Check each line of the records below and collect those holding "cooling".

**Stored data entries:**
»»

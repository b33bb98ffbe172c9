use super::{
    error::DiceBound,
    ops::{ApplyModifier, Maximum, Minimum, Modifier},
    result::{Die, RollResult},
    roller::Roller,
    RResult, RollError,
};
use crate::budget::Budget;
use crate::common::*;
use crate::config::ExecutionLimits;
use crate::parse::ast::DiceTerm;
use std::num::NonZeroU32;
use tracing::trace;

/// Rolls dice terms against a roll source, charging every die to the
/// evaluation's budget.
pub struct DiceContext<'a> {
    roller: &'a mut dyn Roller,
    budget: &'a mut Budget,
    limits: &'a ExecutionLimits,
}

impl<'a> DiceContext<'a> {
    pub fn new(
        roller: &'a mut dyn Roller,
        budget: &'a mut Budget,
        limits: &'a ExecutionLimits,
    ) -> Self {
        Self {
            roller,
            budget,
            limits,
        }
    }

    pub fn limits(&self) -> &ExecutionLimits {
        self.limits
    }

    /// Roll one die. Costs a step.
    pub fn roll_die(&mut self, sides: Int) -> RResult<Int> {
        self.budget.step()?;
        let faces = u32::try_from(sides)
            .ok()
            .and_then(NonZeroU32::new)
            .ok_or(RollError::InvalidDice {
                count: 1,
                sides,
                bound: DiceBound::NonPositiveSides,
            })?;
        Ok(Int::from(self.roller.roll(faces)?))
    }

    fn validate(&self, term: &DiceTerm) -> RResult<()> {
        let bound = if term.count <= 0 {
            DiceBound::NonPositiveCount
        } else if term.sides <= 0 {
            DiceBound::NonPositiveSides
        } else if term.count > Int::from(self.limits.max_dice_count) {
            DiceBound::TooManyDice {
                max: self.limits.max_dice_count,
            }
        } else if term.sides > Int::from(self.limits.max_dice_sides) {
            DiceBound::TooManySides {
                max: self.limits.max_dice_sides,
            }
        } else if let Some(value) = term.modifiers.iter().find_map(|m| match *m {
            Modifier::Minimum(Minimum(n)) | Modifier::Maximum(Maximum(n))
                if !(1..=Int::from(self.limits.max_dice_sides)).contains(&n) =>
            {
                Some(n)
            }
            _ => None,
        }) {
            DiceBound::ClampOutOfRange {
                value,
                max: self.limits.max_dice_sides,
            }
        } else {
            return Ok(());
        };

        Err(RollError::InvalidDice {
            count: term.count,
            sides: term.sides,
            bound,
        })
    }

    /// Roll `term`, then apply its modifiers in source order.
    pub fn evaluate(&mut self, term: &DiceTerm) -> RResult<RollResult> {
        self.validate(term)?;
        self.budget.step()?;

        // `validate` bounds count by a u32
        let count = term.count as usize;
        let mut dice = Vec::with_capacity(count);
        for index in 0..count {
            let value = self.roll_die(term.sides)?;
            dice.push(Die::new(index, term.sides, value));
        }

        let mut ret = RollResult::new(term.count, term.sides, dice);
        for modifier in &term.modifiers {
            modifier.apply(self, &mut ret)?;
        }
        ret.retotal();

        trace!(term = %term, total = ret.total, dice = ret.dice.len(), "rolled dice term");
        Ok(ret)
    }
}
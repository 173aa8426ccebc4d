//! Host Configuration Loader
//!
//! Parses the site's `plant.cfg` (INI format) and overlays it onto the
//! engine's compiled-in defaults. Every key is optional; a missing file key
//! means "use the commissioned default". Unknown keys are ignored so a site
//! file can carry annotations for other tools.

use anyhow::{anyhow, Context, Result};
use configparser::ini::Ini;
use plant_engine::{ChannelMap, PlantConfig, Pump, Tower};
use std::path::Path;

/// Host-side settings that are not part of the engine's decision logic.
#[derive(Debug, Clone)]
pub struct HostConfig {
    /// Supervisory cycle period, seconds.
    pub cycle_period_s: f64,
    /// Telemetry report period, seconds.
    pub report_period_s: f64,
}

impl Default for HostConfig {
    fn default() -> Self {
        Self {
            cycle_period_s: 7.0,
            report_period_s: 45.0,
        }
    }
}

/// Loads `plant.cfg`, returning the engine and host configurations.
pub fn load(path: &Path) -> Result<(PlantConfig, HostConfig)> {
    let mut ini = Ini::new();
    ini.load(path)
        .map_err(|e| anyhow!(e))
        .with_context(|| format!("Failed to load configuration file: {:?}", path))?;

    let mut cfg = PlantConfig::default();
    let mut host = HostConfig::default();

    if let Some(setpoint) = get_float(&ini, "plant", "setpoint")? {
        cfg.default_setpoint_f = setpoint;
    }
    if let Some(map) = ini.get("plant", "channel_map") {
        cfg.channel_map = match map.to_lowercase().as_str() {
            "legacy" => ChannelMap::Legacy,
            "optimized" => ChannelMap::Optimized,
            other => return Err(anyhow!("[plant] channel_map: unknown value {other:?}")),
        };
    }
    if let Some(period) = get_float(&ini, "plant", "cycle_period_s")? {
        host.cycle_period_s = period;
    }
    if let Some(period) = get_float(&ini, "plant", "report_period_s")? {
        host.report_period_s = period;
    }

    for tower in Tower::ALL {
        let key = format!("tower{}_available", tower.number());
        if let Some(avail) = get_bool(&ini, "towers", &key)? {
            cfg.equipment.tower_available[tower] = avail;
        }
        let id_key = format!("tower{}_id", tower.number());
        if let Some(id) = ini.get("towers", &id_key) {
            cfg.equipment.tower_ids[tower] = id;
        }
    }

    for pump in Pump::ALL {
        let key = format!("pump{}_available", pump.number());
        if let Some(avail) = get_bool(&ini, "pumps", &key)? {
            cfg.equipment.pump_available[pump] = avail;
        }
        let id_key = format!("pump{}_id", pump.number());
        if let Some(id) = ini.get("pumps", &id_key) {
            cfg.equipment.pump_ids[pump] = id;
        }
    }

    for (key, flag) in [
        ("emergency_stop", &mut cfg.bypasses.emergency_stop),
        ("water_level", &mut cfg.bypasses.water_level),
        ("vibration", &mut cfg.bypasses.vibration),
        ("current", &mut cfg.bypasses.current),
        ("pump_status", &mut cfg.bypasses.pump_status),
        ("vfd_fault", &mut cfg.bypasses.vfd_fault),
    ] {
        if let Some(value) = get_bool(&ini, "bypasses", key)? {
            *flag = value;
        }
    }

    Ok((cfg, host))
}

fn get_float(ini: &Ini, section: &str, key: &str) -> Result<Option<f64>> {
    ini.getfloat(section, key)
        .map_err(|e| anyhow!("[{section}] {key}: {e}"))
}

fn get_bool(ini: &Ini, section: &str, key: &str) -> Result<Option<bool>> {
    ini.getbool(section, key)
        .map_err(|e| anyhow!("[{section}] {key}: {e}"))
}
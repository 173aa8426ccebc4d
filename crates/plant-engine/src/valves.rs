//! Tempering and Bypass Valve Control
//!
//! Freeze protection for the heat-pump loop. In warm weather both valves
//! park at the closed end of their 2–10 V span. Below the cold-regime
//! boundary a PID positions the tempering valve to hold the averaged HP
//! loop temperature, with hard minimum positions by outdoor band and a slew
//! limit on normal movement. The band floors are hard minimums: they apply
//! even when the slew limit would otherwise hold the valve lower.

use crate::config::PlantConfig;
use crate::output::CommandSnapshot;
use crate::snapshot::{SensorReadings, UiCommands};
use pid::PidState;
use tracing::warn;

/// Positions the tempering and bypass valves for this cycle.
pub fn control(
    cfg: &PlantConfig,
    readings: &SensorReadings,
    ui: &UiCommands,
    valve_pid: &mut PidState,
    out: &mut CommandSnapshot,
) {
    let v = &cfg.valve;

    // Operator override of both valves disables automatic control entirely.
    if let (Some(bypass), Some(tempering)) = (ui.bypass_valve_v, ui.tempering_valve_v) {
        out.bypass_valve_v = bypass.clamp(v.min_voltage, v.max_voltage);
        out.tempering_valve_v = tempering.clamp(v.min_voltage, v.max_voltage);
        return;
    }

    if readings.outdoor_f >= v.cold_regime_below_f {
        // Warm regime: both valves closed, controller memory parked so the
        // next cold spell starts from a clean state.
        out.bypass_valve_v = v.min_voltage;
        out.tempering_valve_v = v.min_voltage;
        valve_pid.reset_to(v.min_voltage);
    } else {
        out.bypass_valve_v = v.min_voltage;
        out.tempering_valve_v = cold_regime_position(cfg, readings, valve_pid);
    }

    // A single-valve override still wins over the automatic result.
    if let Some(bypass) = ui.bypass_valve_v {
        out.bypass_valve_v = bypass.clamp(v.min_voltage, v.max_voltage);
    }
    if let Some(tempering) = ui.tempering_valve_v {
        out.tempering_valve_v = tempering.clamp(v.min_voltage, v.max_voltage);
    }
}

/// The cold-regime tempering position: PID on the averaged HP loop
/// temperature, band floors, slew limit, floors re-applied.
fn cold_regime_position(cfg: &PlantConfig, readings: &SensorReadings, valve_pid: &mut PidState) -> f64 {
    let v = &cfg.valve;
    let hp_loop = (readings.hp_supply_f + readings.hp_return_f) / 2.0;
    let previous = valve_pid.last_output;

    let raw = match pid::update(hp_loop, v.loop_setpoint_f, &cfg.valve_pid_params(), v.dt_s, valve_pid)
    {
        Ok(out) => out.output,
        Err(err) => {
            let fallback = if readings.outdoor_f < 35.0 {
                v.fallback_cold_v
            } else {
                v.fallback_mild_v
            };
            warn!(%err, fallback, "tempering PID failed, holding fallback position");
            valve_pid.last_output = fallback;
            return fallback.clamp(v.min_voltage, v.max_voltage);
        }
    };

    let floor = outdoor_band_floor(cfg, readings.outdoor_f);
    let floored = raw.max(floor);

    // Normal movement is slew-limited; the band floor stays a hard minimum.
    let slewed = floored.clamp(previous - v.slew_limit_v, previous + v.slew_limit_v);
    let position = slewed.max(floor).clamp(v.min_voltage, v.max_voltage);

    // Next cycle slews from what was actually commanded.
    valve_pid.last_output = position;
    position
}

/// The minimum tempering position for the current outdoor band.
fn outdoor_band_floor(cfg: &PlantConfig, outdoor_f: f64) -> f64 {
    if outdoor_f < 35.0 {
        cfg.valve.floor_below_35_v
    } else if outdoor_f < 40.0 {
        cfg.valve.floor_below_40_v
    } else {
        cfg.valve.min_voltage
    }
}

««
»»

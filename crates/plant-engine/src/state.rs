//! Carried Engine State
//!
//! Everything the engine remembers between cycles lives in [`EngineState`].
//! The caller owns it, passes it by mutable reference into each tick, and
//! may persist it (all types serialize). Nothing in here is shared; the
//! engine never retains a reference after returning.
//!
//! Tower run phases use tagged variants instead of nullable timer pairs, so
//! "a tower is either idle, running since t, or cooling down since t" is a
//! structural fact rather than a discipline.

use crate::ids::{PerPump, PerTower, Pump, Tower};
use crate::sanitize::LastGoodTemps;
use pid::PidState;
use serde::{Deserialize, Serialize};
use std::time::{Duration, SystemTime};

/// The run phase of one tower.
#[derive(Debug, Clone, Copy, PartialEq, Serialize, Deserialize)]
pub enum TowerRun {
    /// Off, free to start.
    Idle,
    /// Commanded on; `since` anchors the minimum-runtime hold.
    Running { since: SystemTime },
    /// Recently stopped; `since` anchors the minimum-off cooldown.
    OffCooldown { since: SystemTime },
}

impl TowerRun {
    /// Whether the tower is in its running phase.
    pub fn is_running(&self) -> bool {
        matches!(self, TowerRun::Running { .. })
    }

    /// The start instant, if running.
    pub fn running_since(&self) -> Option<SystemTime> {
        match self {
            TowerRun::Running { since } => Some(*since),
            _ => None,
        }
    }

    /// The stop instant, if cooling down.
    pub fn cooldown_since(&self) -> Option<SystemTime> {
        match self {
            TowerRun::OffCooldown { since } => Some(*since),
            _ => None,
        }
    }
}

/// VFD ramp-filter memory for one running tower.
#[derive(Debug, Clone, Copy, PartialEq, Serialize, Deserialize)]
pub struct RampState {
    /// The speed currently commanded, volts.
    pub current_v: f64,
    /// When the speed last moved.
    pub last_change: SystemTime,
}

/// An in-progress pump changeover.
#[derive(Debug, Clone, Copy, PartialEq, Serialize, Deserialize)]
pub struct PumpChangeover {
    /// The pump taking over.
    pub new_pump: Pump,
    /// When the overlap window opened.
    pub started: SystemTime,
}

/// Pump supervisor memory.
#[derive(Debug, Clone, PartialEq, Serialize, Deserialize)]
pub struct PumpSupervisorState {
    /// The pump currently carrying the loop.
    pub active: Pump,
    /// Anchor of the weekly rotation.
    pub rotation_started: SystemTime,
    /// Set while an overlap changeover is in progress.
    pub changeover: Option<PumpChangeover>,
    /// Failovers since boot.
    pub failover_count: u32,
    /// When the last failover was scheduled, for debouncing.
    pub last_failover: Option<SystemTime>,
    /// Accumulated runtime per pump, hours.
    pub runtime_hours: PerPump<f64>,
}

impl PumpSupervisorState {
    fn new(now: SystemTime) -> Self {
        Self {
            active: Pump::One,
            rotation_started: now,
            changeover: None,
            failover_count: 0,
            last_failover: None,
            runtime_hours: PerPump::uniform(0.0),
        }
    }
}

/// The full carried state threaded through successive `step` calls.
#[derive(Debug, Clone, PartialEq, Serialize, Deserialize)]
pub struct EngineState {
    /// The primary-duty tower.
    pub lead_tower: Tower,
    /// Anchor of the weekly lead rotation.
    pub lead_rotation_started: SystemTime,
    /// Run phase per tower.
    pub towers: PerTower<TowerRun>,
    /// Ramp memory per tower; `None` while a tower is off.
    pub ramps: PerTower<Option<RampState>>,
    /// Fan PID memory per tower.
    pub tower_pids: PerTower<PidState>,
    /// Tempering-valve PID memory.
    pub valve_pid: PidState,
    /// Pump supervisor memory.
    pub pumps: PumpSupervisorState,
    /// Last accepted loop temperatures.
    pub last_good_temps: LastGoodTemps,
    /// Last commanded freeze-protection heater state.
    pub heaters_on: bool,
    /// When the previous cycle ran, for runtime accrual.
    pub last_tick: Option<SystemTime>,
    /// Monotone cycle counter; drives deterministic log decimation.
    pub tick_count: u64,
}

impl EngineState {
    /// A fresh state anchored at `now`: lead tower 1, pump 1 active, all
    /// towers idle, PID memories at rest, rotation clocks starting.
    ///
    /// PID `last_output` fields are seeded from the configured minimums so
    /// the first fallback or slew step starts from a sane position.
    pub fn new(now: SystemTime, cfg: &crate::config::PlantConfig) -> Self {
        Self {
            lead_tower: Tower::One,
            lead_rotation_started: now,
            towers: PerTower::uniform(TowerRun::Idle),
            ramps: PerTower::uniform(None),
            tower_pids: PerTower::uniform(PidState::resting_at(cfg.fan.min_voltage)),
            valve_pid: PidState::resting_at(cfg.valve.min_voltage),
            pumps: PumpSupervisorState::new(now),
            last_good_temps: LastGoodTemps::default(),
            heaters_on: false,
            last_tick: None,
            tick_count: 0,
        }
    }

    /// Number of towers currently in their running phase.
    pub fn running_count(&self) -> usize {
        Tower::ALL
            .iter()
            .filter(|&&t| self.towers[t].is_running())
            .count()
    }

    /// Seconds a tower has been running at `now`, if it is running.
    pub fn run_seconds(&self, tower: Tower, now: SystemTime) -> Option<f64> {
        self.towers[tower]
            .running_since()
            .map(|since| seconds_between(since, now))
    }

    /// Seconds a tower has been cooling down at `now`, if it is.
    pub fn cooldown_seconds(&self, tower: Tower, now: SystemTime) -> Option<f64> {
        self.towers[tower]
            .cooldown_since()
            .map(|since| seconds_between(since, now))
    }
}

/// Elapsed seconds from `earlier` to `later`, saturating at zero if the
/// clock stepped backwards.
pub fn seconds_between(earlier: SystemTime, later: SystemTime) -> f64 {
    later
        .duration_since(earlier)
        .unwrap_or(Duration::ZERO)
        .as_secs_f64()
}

««

**Completed exercise:**
//! "a tower is either idle, running since t, or cooling down since t" is a
    /// The stop instant, if cooling down.
    /// Seconds a tower has been cooling down at `now`, if it is.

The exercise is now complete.